Harvey’s deconstruction and proposal for a new state of living reflects the ideals of utopian states. This is a powerful postmodern strategy, upending familiar tropes of western society.
Burning Man enacts a magical ritualistic effigy burning as opposed to the political effigy burnings of despised leader (e.g., George Bush in Iraq). Burning Man samples from a long line of effigy burning rituals. Doan Ngu, is celebrated on the summer solstice in Vietnam where offerings are made to spirits and ghosts and to “the god of death” to stave off epidemic. Offerings of human effigies made of grasses are burned, providing souls to staff the army of the God of Death. Carnival Aruba, in Martinique and Guadalupe is a 3-day festival that ends on Ash Wednesday with the burning of an effigy of the King. The King’s effigy is paraded through the streets for all to see, and then set alight in the main plaza of the city or town. In Venezuela there is the Burning of Judas, an effigy dressed as a known public figure in the community, This Judas effigy is also paraded through the town before being burned. The participants slap, punch and kick the effigy before lighting it on fire. In Hinduism there is the burning of the effigy of Ravanna marks the tenth day of the celebration of Divali. The statue of the 10 headed demon Ravanna is made of wood and hay with fireworks inside. The celebrations begin around sunset, families and friends gather, and the statue is set on fire. People shoot arrows into the effigy; it burns along with a huge display of fireworks. These rituals, and many more, are all rituals that bring the community together (Henderson, Thompson, 118-156-189).
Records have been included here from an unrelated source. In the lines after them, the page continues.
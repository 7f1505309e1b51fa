use axum::extract::ws::Message;
use tokio::sync::mpsc;
use uuid::Uuid;

/// Handle for pushing frames to one connection's writer task.
pub type Tx = mpsc::UnboundedSender<Message>;

/// Server-assigned handle for one WebSocket connection.
pub type ConnId = Uuid;

/// Live binding of an identity to a connection, plus display metadata.
/// Timestamps are epoch milliseconds, matching the wire protocol.
#[derive(Debug, Clone)]
pub struct Session {
    pub name: String,
    pub connected_at: u64,
    pub last_seen: u64,
    pub conn: ConnId,
}

/// Last reported position for an identity. The identity may outlive its
/// connection only until the entry ages past the TTL.
#[derive(Debug, Clone)]
pub struct Location {
    pub lat: f64,
    pub lng: f64,
    pub name: String,
    pub timestamp: u64,
}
Burning Man takes place during the seven days before Labour Day weekend in Black Rock City, Nevada. Burning Man started in San Francisco in 1986 as a summer solstice ritual. In 1986 Jerry James, a builder, and Larry Harvey, a landscaper, decided to construct a life-size human effigy made largely of junk wood. They took it to Baker Beach, a mile long stretch of sand just west of the Golden Gate Bridge, with a handful of friends and set it on fire. They burned along with it tokens and mementoes of things they wanted to rid themselves of. It was an act of cleansing for a handful of people. They were so moved by the experience they decided to make it an annual ritual (Doherty).
Aided by the San Francisco Cacophony Society, word spread and by 1990 the crowd had increased to 800 and the man had morphed into a 40 foot structure. At this point the San Francisco police stepped in, stopping the ceremonies on the grounds that it was unsafe to torch such a large object on a public beach. One of the Cacophonists, John Law had the idea of moving the ritual to Black Rock desert, an evocative, barren lakebed which dries up for a few months of each year. This was a place where they would not have a problem burning a large structure. A few weeks later, on Labour Day weekend, a group of 100 made the long trek out to the Nevada Desert. Burning Man had found its home (Doherty).
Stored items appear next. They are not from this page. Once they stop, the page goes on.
use serde::{Deserialize, Serialize};
use serde_json::Value;

/// WebSocket close codes used by the hub.
pub mod close {
    pub const NORMAL: u16 = 1000;
    pub const GOING_AWAY: u16 = 1001;
    pub const CAPACITY: u16 = 1013;
}

/// A coordinate as it arrives on the wire: clients send either a JSON
/// number or a numeric string.
#[derive(Debug, Clone, Serialize, Deserialize)]
#[serde(untagged)]
pub enum Coord {
    Num(f64),
    Text(String),
}

impl Coord {
    pub fn as_f64(&self) -> Option<f64> {
        match self {
            Coord::Num(n) => Some(*n),
            Coord::Text(s) => s.trim().parse().ok(),
        }
    }
}

#[derive(Debug, Clone, Serialize, Deserialize)]
#[serde(tag = "type", rename_all = "snake_case", rename_all_fields = "camelCase")]
pub enum ClientMessage {
    Register {
        user_id: String,
        name: Option<String>,
    },
    LocationUpdate {
        user_id: String,
        lat: Coord,
        lng: Coord,
        name: Option<String>,
    },
    StopSharing {
        user_id: Option<String>,
    },
    TrackUser {
        target_user_id: String,
    },
    Ping,
}

#[derive(Debug, Clone, Serialize, Deserialize, PartialEq)]
#[serde(rename_all = "camelCase")]
pub struct UserEntry {
    pub user_id: String,
    pub name: String,
    pub connected_at: u64,
}

#[derive(Debug, Clone, Serialize, Deserialize)]
#[serde(tag = "type", rename_all = "snake_case", rename_all_fields = "camelCase")]
pub enum ServerMessage {
    Welcome {
        message: String,
    },
    RegistrationSuccess {
        user_id: String,
    },
    Error {
        message: String,
    },
    UserList {
        users: Vec<UserEntry>,
        timestamp: u64,
    },
    LocationUpdate {
        user_id: String,
        lat: f64,
        lng: f64,
        name: String,
        timestamp: u64,
    },
    LocationStop {
        user_id: String,
        timestamp: u64,
    },
    Pong,
}

impl ServerMessage {
    pub fn error(message: impl Into<String>) -> Self {
        ServerMessage::Error {
            message: message.into(),
        }
    }
}

#[derive(Debug, Clone, PartialEq, Eq)]
pub enum ParseError {
    InvalidJson,
    InvalidFormat,
    UnknownType(String),
    BadPayload(String),
}

impl ParseError {
    /// The reply text a client sees for this parse failure.
    pub fn message(&self) -> String {
        match self {
            ParseError::InvalidJson => "Invalid JSON".to_string(),
            ParseError::InvalidFormat => "Invalid message format".to_string(),
            ParseError::UnknownType(kind) => format!("Unknown message type: {kind}"),
            ParseError::BadPayload(kind) => match kind.as_str() {
                "register" => "User ID is required".to_string(),
                "location_update" => "Invalid location data".to_string(),
                "track_user" => "Target user ID is required".to_string(),
                _ => "Invalid message format".to_string(),
            },
        }
    }
}

impl ClientMessage {
    /// Parses one inbound text frame. Distinguishes unparseable JSON,
    /// payloads without a string `type`, unrecognized types, and payloads
    /// whose fields fail validation for a recognized type.
    pub fn parse(text: &str) -> Result<Self, ParseError> {
        let value: Value = serde_json::from_str(text).map_err(|_| ParseError::InvalidJson)?;
        let Some(kind) = value.get("type").and_then(Value::as_str) else {
            return Err(ParseError::InvalidFormat);
        };
        match kind {
            "register" | "location_update" | "stop_sharing" | "track_user" | "ping" => {
                let kind = kind.to_string();
                serde_json::from_value(value).map_err(|_| ParseError::BadPayload(kind))
            }
            other => Err(ParseError::UnknownType(other.to_string())),
        }
    }
}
Burning Man has grown significantly. It is estimated to be doubling in size every year. Last year there were over 30,000 participants. Although Burning Man has grown beyond anyone’s wildest estimate, it remains true to its core idea: everyone who is there is invited to partake in the ritual of putting items inside the man before the burning. Not surprisingly these items vary as much as the people themselves.
Although Burning Man is a temporary community, it is a strong community that ties people together. Larry Harvey described his vision in his LA VIE BOHÉME lecture:
Imagine you are put upon a desert plain, a space that is so vast and blank that only your initiative can make of it a place. Imagine it is swept by fearsome winds and scorching temperatures, and only by your effort can you make of it a home. Imagine you’re surrounded by thousands of other people, that together you form a city, and that within this teeming city there is nothing that’s for sale…This novel use of nothingness elicits a superabundant production of spectacle. But it is spectacle with a difference. We have, in fact, reversed the process of spectation by inviting every citizen to create a vision and contribute it to a public environment. We call this process radical self-expression. What makes this self-expression truly radical is its reintegration of the private and personal back into a shared public domain.
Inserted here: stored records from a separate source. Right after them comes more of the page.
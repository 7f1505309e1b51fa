use super::{epoch_ms, Hub};
use std::sync::Arc;
use tokio::task::JoinHandle;

impl Hub {
    /// One eviction pass. Stale locations go quietly (only an explicit
    /// `stop_sharing` broadcasts a stop) and drained rate windows are
    /// forgotten.
    pub fn sweep(&self, now: u64) {
        let evicted = self.locations.sweep(now, self.config.location_ttl_ms());
        self.rate.sweep(now);
        if evicted > 0 {
            tracing::info!(
                evicted,
                remaining = self.locations.len(),
                "evicted stale locations"
            );
        }
    }

    /// Periodic sweep on the configured interval. The returned handle is
    /// aborted at shutdown.
    pub fn spawn_janitor(self: Arc<Self>) -> JoinHandle<()> {
        tokio::spawn(async move {
            let mut interval = tokio::time::interval(self.config.sweep_interval);
            loop {
                interval.tick().await;
                self.sweep(epoch_ms());
            }
        })
    }
}
use axum::{extract::State, routing::get, Json, Router};
use config::HubConfig;
use hub::{epoch_ms, Hub};
use serde_json::{json, Value};
use std::sync::Arc;
use tokio::task::JoinHandle;
use tower_http::{cors::CorsLayer, trace::TraceLayer};
use tracing_subscriber::EnvFilter;
use ws::ws_handler;

mod config;
mod hub;
mod ws;

#[tokio::main]
async fn main() {
    tracing_subscriber::fmt()
        .with_env_filter(
            EnvFilter::try_from_default_env()
                .unwrap_or_else(|_| EnvFilter::new("server=info,tower_http=warn")),
        )
        .init();

    let config = HubConfig::from_env();
    let addr = config.addr;
    let hub = Arc::new(Hub::new(config));
    let janitor = hub.clone().spawn_janitor();

    let app = Router::new()
        .route("/ws", get(ws_handler))
        .route("/health", get(health))
        .route("/stats", get(stats))
        .layer(TraceLayer::new_for_http())
        .layer(CorsLayer::permissive())
        .with_state(hub.clone());

    tracing::info!("listening on {}", addr);
    let listener = tokio::net::TcpListener::bind(addr)
        .await
        .expect("Failed to bind to address");
    axum::serve(listener, app)
        .with_graceful_shutdown(shutdown_signal(hub, janitor))
        .await
        .expect("Failed to start server");
}

async fn shutdown_signal(hub: Arc<Hub>, janitor: JoinHandle<()>) {
    if tokio::signal::ctrl_c().await.is_err() {
        return;
    }
    tracing::info!("shutdown signal received");
    hub.shutdown();
    janitor.abort();
}

async fn health(State(hub): State<Arc<Hub>>) -> Json<Value> {
    Json(json!({ "status": "ok", "uptimeSecs": hub.uptime_secs() }))
}

async fn stats(State(hub): State<Arc<Hub>>) -> Json<Value> {
    let now = epoch_ms();
    Json(json!({
        "connections": hub.connections.len(),
        "sessions": hub.registry.count(),
        "activeLocations": hub.locations.active_snapshot(now, hub.config.location_ttl_ms()).len(),
        "maxSessions": hub.config.max_sessions,
    }))
}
Burning Man has evolved into an event for artists from all over the world to meet, create and ultimately burn their work. This iconoclastic practice indexes the early conceptual art movement, for example Allan Kaprow, Jim Dine, and even Ana Mendieta’s ‘burning women’. Conceptual art came to fruition in the mid Twentieth Century bohemian subcultures and avant-garde modernist movements. Previously modernism evolved as a resistance against the disenfranchising forces of early technology and industrialization. Those involved in this lineage of this new perspective of the world, were looking to transform culture and creative self realization in art
Burning Man is a “happening” where spectacle and ritual meet on the desert floor, and where the role of participant and spectator blurs. Burning Man is a massive show of art that is not for sale– much of the art created is burned throughout the event. These events at Burning Man demonstrate that the contrast can lessen between the individual and communal in our postmodern world. Burning Man represents a collective desire to participate in long lost communal rituals. Many have a desire for collective input; even in our postmodern times there is a need for a sense of community. This is fulfilled, albeit briefly, by Burning Man.

UTOPIA
Utopia refers to the ancient longing for a place of happiness and freedom, a paradise on earth. Utopia is defined as an “imagined perfect state or place of things”(Oxford). The word Utopia coined by Thomas Moore in the Sixteenth Century passed through the English language and has been appropriated by most of the world’s languages. California of course, has a rich history of Utopian societies. In his book California’s Utopian Colonies Robert V. Hine states, “A utopian colony, thus, consists of a group of people who are attempting to establish a new social pattern based upon a vision of the ideal society…”(Hine, 5). Larry Harvey has tried to create just this, a new social pattern based upon his vision of the ideal society, a place where nothing is for sale and where everyone is at the same time audience and participant. Larry Harvey has sampled from the old ideals to bring us a new utopian vision for our time, a place where all people are equal and everything is exchanged through barter.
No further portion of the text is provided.